[Start of Attachment]

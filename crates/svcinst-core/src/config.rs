use crate::directory::{Credentials, DirectoryConnector, DIRECTORY_MANAGER};
use crate::error::{InstallError, Result};
use crate::identity::ServiceIdentity;
use crate::paths;
use crate::registry::DirectoryTarget;
use serde::{Deserialize, Serialize};
use std::path::{Path, PathBuf};

// ---------------------------------------------------------------------------
// ConfigWarning / WarnLevel
// ---------------------------------------------------------------------------

#[derive(Debug, Clone, Serialize, Deserialize)]
pub struct ConfigWarning {
    pub level: WarnLevel,
    pub message: String,
}

#[derive(Debug, Clone, PartialEq, Serialize, Deserialize)]
#[serde(rename_all = "snake_case")]
pub enum WarnLevel {
    Warning,
    Error,
}

// ---------------------------------------------------------------------------
// DirectoryConfig
// ---------------------------------------------------------------------------

#[derive(Debug, Clone, Serialize, Deserialize)]
pub struct DirectoryConfig {
    #[serde(default = "default_directory_host")]
    pub host: String,
    #[serde(default = "default_bind_dn")]
    pub bind_dn: String,
}

fn default_directory_host() -> String {
    "127.0.0.1".to_string()
}

fn default_bind_dn() -> String {
    DIRECTORY_MANAGER.to_string()
}

impl Default for DirectoryConfig {
    fn default() -> Self {
        Self {
            host: default_directory_host(),
            bind_dn: default_bind_dn(),
        }
    }
}

// ---------------------------------------------------------------------------
// HostConfig
// ---------------------------------------------------------------------------

/// How this host is known in the directory.
#[derive(Debug, Clone, Default, Serialize, Deserialize)]
pub struct HostConfig {
    #[serde(default, skip_serializing_if = "Option::is_none")]
    pub fqdn: Option<String>,
    #[serde(default, skip_serializing_if = "Option::is_none")]
    pub suffix: Option<String>,
    #[serde(default, skip_serializing_if = "Option::is_none")]
    pub realm: Option<String>,
}

// ---------------------------------------------------------------------------
// Config (top-level)
// ---------------------------------------------------------------------------

#[derive(Debug, Clone, Serialize, Deserialize)]
pub struct Config {
    #[serde(default = "paths::default_state_db")]
    pub state_db: PathBuf,
    #[serde(default)]
    pub directory: DirectoryConfig,
    #[serde(default)]
    pub host: HostConfig,
    /// Path to `service`; located on `PATH` when unset.
    #[serde(default, skip_serializing_if = "Option::is_none")]
    pub service_command: Option<PathBuf>,
    /// Path to `chkconfig`; located on `PATH` when unset.
    #[serde(default, skip_serializing_if = "Option::is_none")]
    pub chkconfig_command: Option<PathBuf>,
}

impl Default for Config {
    fn default() -> Self {
        Self {
            state_db: paths::default_state_db(),
            directory: DirectoryConfig::default(),
            host: HostConfig::default(),
            service_command: None,
            chkconfig_command: None,
        }
    }
}

impl Config {
    /// Read the YAML config at `path`. A missing file yields the defaults.
    pub fn load(path: &Path) -> Result<Self> {
        if !path.exists() {
            tracing::debug!(path = %path.display(), "no config file, using defaults");
            return Ok(Self::default());
        }
        let data = std::fs::read_to_string(path)?;
        if data.trim().is_empty() {
            return Ok(Self::default());
        }
        let cfg: Config = serde_yaml::from_str(&data)?;
        Ok(cfg)
    }

    /// Identity of `name` on this host. Hosts without an `fqdn` get a
    /// local-only identity.
    pub fn identity_for(&self, name: &str) -> Result<ServiceIdentity> {
        paths::validate_service_name(name)?;
        let Some(fqdn) = self.host.fqdn.as_deref() else {
            return Ok(ServiceIdentity::local(name));
        };
        let suffix = self.host.suffix.as_deref().ok_or_else(|| {
            InstallError::Config(format!("host.fqdn is set to {fqdn} but host.suffix is missing"))
        })?;
        let mut identity = ServiceIdentity::new(name, fqdn, suffix);
        if let Some(realm) = &self.host.realm {
            identity = identity.with_realm(realm.clone());
        }
        Ok(identity)
    }

    /// Bind identity for directory work: `directory.bind_dn` with `password`.
    pub fn credentials(&self, password: impl Into<String>) -> Credentials {
        Credentials::new(self.directory.bind_dn.clone(), password)
    }

    /// `directory.host` reached through `connector`.
    pub fn directory_target<'a>(
        &'a self,
        connector: &'a dyn DirectoryConnector,
    ) -> DirectoryTarget<'a> {
        DirectoryTarget {
            connector,
            host: &self.directory.host,
        }
    }

    // -----------------------------------------------------------------------
    // Validation
    // -----------------------------------------------------------------------

    pub fn validate(&self) -> Vec<ConfigWarning> {
        let mut warnings = Vec::new();

        if self.state_db.is_relative() {
            warnings.push(ConfigWarning {
                level: WarnLevel::Warning,
                message: format!(
                    "state_db '{}' is relative; state will depend on the working directory",
                    self.state_db.display()
                ),
            });
        }

        if self.directory.host.trim().is_empty() {
            warnings.push(ConfigWarning {
                level: WarnLevel::Error,
                message: "directory.host is empty".to_string(),
            });
        }

        if self.directory.bind_dn.trim().is_empty() {
            warnings.push(ConfigWarning {
                level: WarnLevel::Error,
                message: "directory.bind_dn is empty".to_string(),
            });
        }

        match (&self.host.fqdn, &self.host.suffix) {
            (Some(_), None) => warnings.push(ConfigWarning {
                level: WarnLevel::Error,
                message: "host.fqdn is set but host.suffix is missing".to_string(),
            }),
            (None, Some(_)) => warnings.push(ConfigWarning {
                level: WarnLevel::Warning,
                message: "host.suffix is set but host.fqdn is missing; it will be ignored"
                    .to_string(),
            }),
            _ => {}
        }

        if let Some(fqdn) = &self.host.fqdn {
            if !fqdn.contains('.') {
                warnings.push(ConfigWarning {
                    level: WarnLevel::Warning,
                    message: format!("host.fqdn '{fqdn}' is not fully qualified"),
                });
            }
        }

        for (key, cmd) in [
            ("service_command", &self.service_command),
            ("chkconfig_command", &self.chkconfig_command),
        ] {
            if let Some(cmd) = cmd {
                if !cmd.exists() {
                    warnings.push(ConfigWarning {
                        level: WarnLevel::Warning,
                        message: format!("{key} '{}' does not exist", cmd.display()),
                    });
                }
            }
        }

        warnings
    }
}

// ---------------------------------------------------------------------------
// Tests
// ---------------------------------------------------------------------------

#[cfg(test)]
mod tests {
    use super::*;
    use crate::directory::{Entry, MemoryDirectory};
    use crate::registry::registration_dn;
    use crate::relocation::{canonical_dn, legacy_dn, Relocation};
    use crate::service::{DirectoryAccess, Service};
    use crate::state::MemoryStateStore;
    use crate::testing::RecordingManager;
    use tempfile::TempDir;

    #[test]
    fn missing_file_gives_defaults() {
        let dir = TempDir::new().unwrap();
        let cfg = Config::load(&dir.path().join("nope.yaml")).unwrap();
        assert_eq!(cfg.state_db, PathBuf::from(paths::DEFAULT_STATE_DB));
        assert_eq!(cfg.directory.host, "127.0.0.1");
        assert_eq!(cfg.directory.bind_dn, "cn=Directory Manager");
        assert!(cfg.host.fqdn.is_none());
        assert!(cfg.validate().is_empty());
    }

    #[test]
    fn partial_file_fills_defaults() {
        let dir = TempDir::new().unwrap();
        let path = dir.path().join("svcinst.yaml");
        std::fs::write(
            &path,
            "host:\n  fqdn: ipa.example.com\n  suffix: dc=example,dc=com\ndirectory:\n  host: ldap.example.com\n",
        )
        .unwrap();

        let cfg = Config::load(&path).unwrap();
        assert_eq!(cfg.directory.host, "ldap.example.com");
        assert_eq!(cfg.directory.bind_dn, "cn=Directory Manager");
        assert_eq!(cfg.host.fqdn.as_deref(), Some("ipa.example.com"));
        assert_eq!(cfg.state_db, PathBuf::from(paths::DEFAULT_STATE_DB));
    }

    #[test]
    fn empty_file_gives_defaults() {
        let dir = TempDir::new().unwrap();
        let path = dir.path().join("svcinst.yaml");
        std::fs::write(&path, "\n").unwrap();
        let cfg = Config::load(&path).unwrap();
        assert!(cfg.service_command.is_none());
    }

    #[test]
    fn malformed_yaml_is_an_error() {
        let dir = TempDir::new().unwrap();
        let path = dir.path().join("svcinst.yaml");
        std::fs::write(&path, "directory: [unterminated").unwrap();
        assert!(matches!(Config::load(&path), Err(InstallError::Yaml(_))));
    }

    #[test]
    fn identity_follows_host_section() {
        let mut cfg = Config::default();
        let local = cfg.identity_for("httpd").unwrap();
        assert_eq!(local.name(), "httpd");

        cfg.host.fqdn = Some("ipa.example.com".into());
        assert!(matches!(cfg.identity_for("httpd"), Err(InstallError::Config(_))));

        cfg.host.suffix = Some("dc=example,dc=com".into());
        cfg.host.realm = Some("EXAMPLE.COM".into());
        let id = cfg.identity_for("httpd").unwrap();
        assert_eq!(id.fqdn(), "ipa.example.com");
        assert_eq!(id.suffix(), "dc=example,dc=com");
        assert_eq!(id.realm(), Some("EXAMPLE.COM"));

        assert!(matches!(
            cfg.identity_for("bad name"),
            Err(InstallError::InvalidName(_))
        ));
    }

    #[test]
    fn validate_flags_inconsistent_host() {
        let mut cfg = Config::default();
        cfg.host.fqdn = Some("ipa".into());
        cfg.state_db = PathBuf::from("relative.redb");
        cfg.service_command = Some(PathBuf::from("/definitely/not/service"));

        let warnings = cfg.validate();
        let errors = warnings
            .iter()
            .filter(|w| w.level == WarnLevel::Error)
            .count();
        assert_eq!(errors, 1);
        assert!(warnings.iter().any(|w| w.message.contains("not fully qualified")));
        assert!(warnings.iter().any(|w| w.message.contains("relative")));
        assert!(warnings.iter().any(|w| w.message.contains("service_command")));
    }

    #[test]
    fn directory_section_drives_directory_work() {
        let dir = TempDir::new().unwrap();
        let path = dir.path().join("svcinst.yaml");
        std::fs::write(
            &path,
            "host:\n  fqdn: ipa.example.com\n  suffix: dc=example,dc=com\n  realm: EXAMPLE.COM\n\
             directory:\n  host: ldap.example.com\n  bind_dn: uid=installer,cn=sysaccounts\n",
        )
        .unwrap();
        let cfg = Config::load(&path).unwrap();

        let ldap = MemoryDirectory::with_credentials("uid=installer,cn=sysaccounts", "pw");
        let principal = "HTTP/ipa.example.com@EXAMPLE.COM";
        ldap.insert(Entry::new(legacy_dn(principal, "EXAMPLE.COM", "dc=example,dc=com")));

        let identity = cfg.identity_for("httpd").unwrap();
        let creds = cfg.credentials("pw");
        assert_eq!(creds.bind_dn, "uid=installer,cn=sysaccounts");
        let store = MemoryStateStore::new();
        let mgr = RecordingManager::default();
        let svc = Service::new(&identity, &store, &mgr)
            .with_directory(DirectoryAccess::new(cfg.directory_target(&ldap), &creds))
            .with_output(Box::new(std::io::sink()));

        svc.enable_in_directory("HTTP").unwrap();
        assert_eq!(
            svc.move_service(principal).unwrap(),
            Relocation::Moved {
                dn: canonical_dn(principal, "dc=example,dc=com")
            }
        );
        assert!(ldap
            .entry(&registration_dn("HTTP", "ipa.example.com", "dc=example,dc=com"))
            .is_some());
        assert_eq!(ldap.connected_hosts(), ["ldap.example.com", "ldap.example.com"]);

        // The default bind DN is refused by this directory.
        let fallback = Config::default().credentials("pw");
        let rejected = Service::new(&identity, &store, &mgr)
            .with_directory(DirectoryAccess::new(cfg.directory_target(&ldap), &fallback))
            .with_output(Box::new(std::io::sink()));
        assert!(matches!(
            rejected.move_service(principal),
            Err(InstallError::Connection { .. })
        ));
    }
}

[End of Attachment]

▶ _HOW TO COMPLETE THIS TASK_: Determine how many lines in the listing above hold the word "located", answering with the number only.

▶ _EXERCISE SOLUTION_: 2